Result-set inconsistency between hive and hive-llap

306 views Asked by At

we are using Hive 3.1.x clusters on HDI 4.0, with 1 being LLAP and another Just HIVE.

we've created a managed tables on both the clusters with the row count being 272409.

Before merge on both clusters

+---------------------+------------+---------------------+------------------------+------------------------+
| order_created_date  | col_count  | col_distinct_count  |        min_lmd         |        max_lmd         |
+---------------------+------------+---------------------+------------------------+------------------------+
| 20200615            | 272409     | 272409              | 2020-06-15 00:00:12.0  | 2020-07-26 23:42:17.0  |
+---------------------+------------+---------------------+------------------------+------------------------+

Based on the delta, we'd perform a merge operation (which updates 17 rows).
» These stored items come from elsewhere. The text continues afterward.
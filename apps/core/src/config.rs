use std::fmt::{Display, Formatter};
use std::path::{Path, PathBuf};
use std::time::Duration;

use serde::{Deserialize, Serialize};

pub const DEFAULT_INSTANCE_URL: &str = "http://localhost:8000";
pub const DEFAULT_CACHE_MINUTES: u64 = 15;
pub const DEFAULT_PAGE_LIMIT: u64 = 100;

#[derive(Debug, Clone, PartialEq, Eq)]
pub struct Config {
    pub instance_url: String,
    pub api_key: String,
    pub cache_length_minutes: u64,
    pub page_limit: u64,
    pub config_path: PathBuf,
}

impl Default for Config {
    fn default() -> Self {
        let base = std::env::temp_dir().join("deckmark");
        Self {
            instance_url: DEFAULT_INSTANCE_URL.to_string(),
            api_key: String::new(),
            cache_length_minutes: DEFAULT_CACHE_MINUTES,
            page_limit: DEFAULT_PAGE_LIMIT,
            config_path: base.join("config.toml"),
        }
    }
}

impl Config {
    pub fn refresh_interval(&self) -> Duration {
        Duration::from_secs(self.cache_length_minutes.max(1) * 60)
    }
}

#[derive(Debug)]
pub enum ConfigError {
    Io(std::io::Error),
    Parse(String),
}

impl Display for ConfigError {
    fn fmt(&self, f: &mut Formatter<'_>) -> std::fmt::Result {
        match self {
            Self::Io(error) => write!(f, "config io error: {error}"),
            Self::Parse(error) => write!(f, "config parse error: {error}"),
        }
    }
}

impl std::error::Error for ConfigError {}

impl From<std::io::Error> for ConfigError {
    fn from(value: std::io::Error) -> Self {
        Self::Io(value)
    }
}

#[derive(Debug, Default, Serialize, Deserialize)]
#[serde(default)]
struct ConfigFile {
    instance_url: Option<String>,
    api_key: Option<String>,
    cache_length_minutes: Option<u64>,
    page_limit: Option<u64>,
}

/// Loads config from the given path (or the default location). A missing
/// file yields defaults; the minute and page-limit fields are clamped to at
/// least 1 on the way in.
pub fn load(path: Option<&Path>) -> Result<Config, ConfigError> {
    let mut config = Config::default();
    if let Some(path) = path {
        config.config_path = path.to_path_buf();
    }

    match std::fs::read_to_string(&config.config_path) {
        Ok(raw) => {
            let file: ConfigFile =
                toml::from_str(&raw).map_err(|error| ConfigError::Parse(error.to_string()))?;
            if let Some(instance_url) = file.instance_url {
                config.instance_url = instance_url.trim_end_matches('/').to_string();
            }
            if let Some(api_key) = file.api_key {
                config.api_key = api_key;
            }
            if let Some(minutes) = file.cache_length_minutes {
                config.cache_length_minutes = minutes;
            }
            if let Some(page_limit) = file.page_limit {
                config.page_limit = page_limit;
            }
        }
        Err(error) if error.kind() == std::io::ErrorKind::NotFound => {}
        Err(error) => return Err(ConfigError::Io(error)),
    }

    config.cache_length_minutes = config.cache_length_minutes.max(1);
    config.page_limit = config.page_limit.max(1);
    Ok(config)
}

pub fn save(config: &Config) -> Result<(), ConfigError> {
    if let Some(parent) = config.config_path.parent() {
        std::fs::create_dir_all(parent)?;
    }

    let file = ConfigFile {
        instance_url: Some(config.instance_url.clone()),
        api_key: Some(config.api_key.clone()),
        cache_length_minutes: Some(config.cache_length_minutes),
        page_limit: Some(config.page_limit),
    };
    let raw =
        toml::to_string_pretty(&file).map_err(|error| ConfigError::Parse(error.to_string()))?;
    std::fs::write(&config.config_path, raw)?;
    Ok(())
}

/// An empty instance URL is deliberately allowed: startup with bad
/// credentials is not validated up front, the fetch just fails through the
/// normal remote error path.
pub fn validate(cfg: &Config) -> Result<(), String> {
    if cfg.cache_length_minutes == 0 {
        return Err("cache_length_minutes must be at least 1".into());
    }

    if cfg.page_limit == 0 {
        return Err("page_limit must be at least 1".into());
    }

    if cfg.config_path.as_os_str().is_empty() {
        return Err("config_path is required".into());
    }

    Ok(())
}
After merging on the hive-llap cluster (before compaction)

+---------------------+------------+---------------------+------------------------+------------------------+
| order_created_date  | col_count  | col_distinct_count  |        min_lmd         |        max_lmd         |
+---------------------+------------+---------------------+------------------------+------------------------+
| 20200615            | 272409     | 272392              | 2020-06-15 00:00:12.0  | 2020-07-27 22:52:34.0  |
+---------------------+------------+---------------------+------------------------+------------------------+

After merging on the hive-llap cluster (after compaction)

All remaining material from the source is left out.